The AL Central is the market that matters most for the Minnesota Twins, and it is a winnable grouping by design. The division has no perennial financial superpower, which is why the Twins, Cleveland Guardians, Detroit Tigers, and Kansas City Royals all trade within a tighter band than clubs in the AL East. The board currently slots Cleveland as the division favorite, with Minnesota in the chasing pack. Through 63 games as of June 4, 2026 the Twins sit third at 29-34, seven games back, and the division price reflects on-field results more than preseason roster strength because the AL Central rewards consistency over star power. The race will be driven by head-to-head series against Cleveland and Detroit across the summer, not by today's exact division number.
Volume on the Minnesota Twins concentrates where the outcomes are still live: the AL Central division market, the season win total, and the daily game lines against division rivals like the Royals and Tigers. The durable swing factors on the price are rotation health and bullpen reliability, the two areas a mid-market roster cannot easily backfill at the deadline. The season win-total market frames the structural expectation cleanly, with the over-65-wins outcome trading as the favorite, while a 100-win season prices as a deep longshot. Forward catalysts include the July 31 trade deadline, where a sub-.500 record could turn the Twins into sellers, and the back half of the AL Central schedule. The live board above shows where each contract sits today.
The Minnesota Twins have won three World Series titles, in 1924 (as the Washington Senators), 1987, and 1991, with the 1991 championship over the Atlanta Braves remaining one of the most celebrated Series in modern baseball. That title drought, now more than three decades, shapes how the market weights the current roster: traders do not assign Minnesota a championship-tier price because the franchise's business model is built around division contention and player development, not the top-payroll arms race that drives clubs like the Dodgers and Yankees. The recent trajectory of competitive-but-not-dominant seasons reinforces that the Twins are priced as a division dark horse rather than a title threat.
As of June 4, 2026, the Minnesota Twins trade as a deep longshot on the 2026 World Series market, well behind favorite Los Angeles Dodgers near 31c. The Twins are priced in single-digit cents in the AL Central market, where Cleveland leads. Check the live board above for the exact current price.
Minnesota Twins markets trade across the major prediction-market platforms tracked by Prediction Genius, including Kalshi and Polymarket. Liquidity is deepest on the World Series and AL Central pools, with prices for the same contract often differing by a few cents between platforms, creating cross-platform value for sharp traders.
Prediction Genius covers 11 active Minnesota Twins markets, including the 2026 World Series, the American League pennant, the AL Central division, the season win total, a 100-win milestone market, and daily game lines against opponents like the Royals and Tigers.

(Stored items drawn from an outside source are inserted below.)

//! C8 — the static intercepted-verb table and advertised capability list (SPEC_FULL.md §4.8).
//!
//! Built once as plain `const` data instead of the source's reflective `getattr(self, command)`
//! lookup (SPEC_FULL.md §9's "control flow via reflective dispatch" note). `session.rs` matches
//! on `Verb` directly; nothing here allocates or needs `once_cell`.

/// One entry per command the mediator intercepts; everything else is transparent relay.
pub const INTERCEPTED: &[&str] = &["AUTHENTICATE", "CAPABILITY", "LOGIN", "LOGOUT", "SELECT", "MOVE", "FETCH"];

/// SPEC_FULL.md §6's advertised capability line, space-joined at the call site.
pub const CAPABILITIES: &[&str] = &[
  "IMAP4",
  "IMAP4rev1",
  "AUTH=PLAIN",
  "UIDPLUS",
  "MOVE",
  "ID",
  "UNSELECT",
  "CHILDREN",
  "NAMESPACE",
];

/// Case-insensitive membership test against [`INTERCEPTED`].
pub fn is_intercepted(verb: &str) -> bool {
  INTERCEPTED.iter().any(|candidate| candidate.eq_ignore_ascii_case(verb))
}

#[cfg(test)]
mod tests {
  use super::*;

  #[test]
  fn intercepted_lookup_is_case_insensitive() {
    assert!(is_intercepted("fetch"));
    assert!(is_intercepted("FETCH"));
    assert!(!is_intercepted("noop"));
  }
}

The Minnesota Twins last won the World Series in 1991, defeating the Atlanta Braves in seven games. The franchise has three titles total, in 1924 (as the Washington Senators), 1987, and 1991, leaving a championship drought of more than three decades.
The biggest durable driver is the strength of the AL Central, a division with no top-payroll superpower, which keeps the Twins competitive in the division market despite a 29-34 record through 63 games. Rotation health and bullpen depth move the price more than any single game.